Shulgi, the ruler of Ur (now South-East Iraq) made the first-known collection of animals in 2400 B.C. But it was not a public zoo. The first real zoo was established by Queen Hatshepsut in 1500 B.C. in Egypt by collecting animals from all over Africa. Later, Emperor Wen Wang of China built a zoo to show his wealth and power. Spread over 1,500 acres, it had animals from all over his empire and was named the Garden of Intelligence. Today, the oldest zoo in existence was built in Vienna by Emperor Franz Josef for his wife in 1752.

The predecessor of the zoological garden is the menagerie, which has a long history from the ancient world to modern times. The oldest known zoological collection was revealed during excavations at Hierakonpolis, Egypt in 2009, of a ca. 3500 BCE menagerie. The exotic animals included hippopotami, hartebeest, elephants, baboons and wildcats.[8] King Ashur-bel-kala of the Middle Assyrian Empire created zoological and botanical gardens in the 11th century BCE. In the 2nd century BCE, the Chinese Empress Tanki had a “house of deer” built, and King Wen of Zhou kept a 1,500-acre (6.1 km2) zoo called Ling-Yu, or the Garden of Intelligence.
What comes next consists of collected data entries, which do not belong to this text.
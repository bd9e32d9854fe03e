//! Derives a lot's `{total, available}` counters from the booking state at a
//! given instant. The counters are a recompute-on-demand snapshot; the
//! admission path never touches them.

use std::sync::Arc;

use chrono::{DateTime, Utc};
use serde::Serialize;
use uuid::Uuid;

use crate::error::Error;
use crate::store::Store;

#[derive(Debug, Clone, Copy, PartialEq, Eq, Serialize)]
pub struct LotOccupancy {
    pub total: i64,
    pub available: i64,
}

#[derive(Clone)]
pub struct OccupancyAggregator {
    store: Arc<dyn Store>,
}

impl OccupancyAggregator {
    pub fn new(store: Arc<dyn Store>) -> OccupancyAggregator {
        OccupancyAggregator { store }
    }

    /// Occupancy as of `as_of`: a slot counts as occupied when a BOOKED
    /// booking satisfies `start <= as_of < end`. `available` is clamped at
    /// zero should stale data ever report more occupied slots than exist.
    pub async fn recompute(
        &self,
        lot_id: Uuid,
        as_of: DateTime<Utc>,
    ) -> Result<LotOccupancy, Error> {
        self.store
            .lot_by_id(lot_id)
            .await?
            .ok_or_else(|| Error::not_found("parking lot"))?;
        let total = self.store.count_slots(lot_id).await?;
        let occupied = self.store.count_occupied_slots(lot_id, as_of).await?;
        Ok(LotOccupancy {
            total,
            available: (total - occupied).max(0),
        })
    }

    /// Recompute at `now` and persist the snapshot onto the lot row.
    pub async fn refresh(&self, lot_id: Uuid) -> Result<LotOccupancy, Error> {
        let now = Utc::now();
        let occupancy = self.recompute(lot_id, now).await?;
        self.store
            .update_lot_counts(lot_id, occupancy.total as i32, occupancy.available as i32, now)
            .await?;
        Ok(occupancy)
    }
}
Other well-known collectors of animals included King Solomon of the Kingdom of Israel and Judah, queen Semiramis and King Ashurbanipal of Assyria, and King Nebuchadnezzar of Babylonia. By the 4th century BCE, zoos existed in most of the Greek city states; Alexander the Great is known to have sent animals that he found on his military expeditions back to Greece. The Roman emperors kept private collections of animals for study or for use in the arena,[9] the latter faring notoriously poorly. The 19th-century historian W. E. H. Lecky wrote of the Roman games, first held in 366 BCE:

At one time, bear and a bull, chained together, rolled in fierce combat across the sand … Four hundred bears were killed in a single day under Caligula … Under Nero, four hundred tigers fought with bulls and elephants. In a single day, at the dedication of the Colosseum by Titus, five thousand animals perished. Under Trajan … lions, tigers, elephants, rhinoceroses, hippopotami, giraffes, bulls, stags, even crocodiles and serpents were employed to give novelty to the spectacle.

Charlemagne had an elephant named Abul-Abbas that was given to him by the Abbasid Caliph. Henry I of England kept a collection of animals at his palace in Woodstock which reportedly included lions, leopards, and camels. The most prominent collection in medieval England was in the Tower of London, created as early as 1204 by King John I.

Henry III received a wedding gift in 1235 of three leopards from Frederick II, Holy Roman Emperor, and in 1264, the animals were moved to the Bulwark, renamed the Lion Tower, near the main western entrance of the Tower. It was opened to the public during the reign of Elizabeth I in the 16th century.During the 18th century, the price of admission was three half-pence, or the supply of a cat or dog for feeding to the lions.[11] The animals were moved to the London Zoo when it opened.

Aztec emperor Moctezuma had in his capital city of Tenochtitlan a “house of animals” with a large collection of birds, mammals and reptiles in a garden tended by more than 600 employees. The garden was described by several Spanish conquerors, including Hernán Cortés in 1520. After the Aztec revolt against the Spanish rule, and during the subsequent battle for the city, Cortés reluctantly ordered the zoo to be destroyed.

The oldest zoo in the world still in existence is the Tiergarten Schönbrunn in Vienna, Austria. It was constructed by Adrian van Stekhoven in 1752 at the order of the Holy Roman Emperor Francis I, husband of Maria Theresa of Austria, to serve as an imperial menagerie as part of Schönbrunn Palace. The menagerie was initially reserved for the viewing pleasure of the imperial family and the court, but was made accessible to the public in 1765.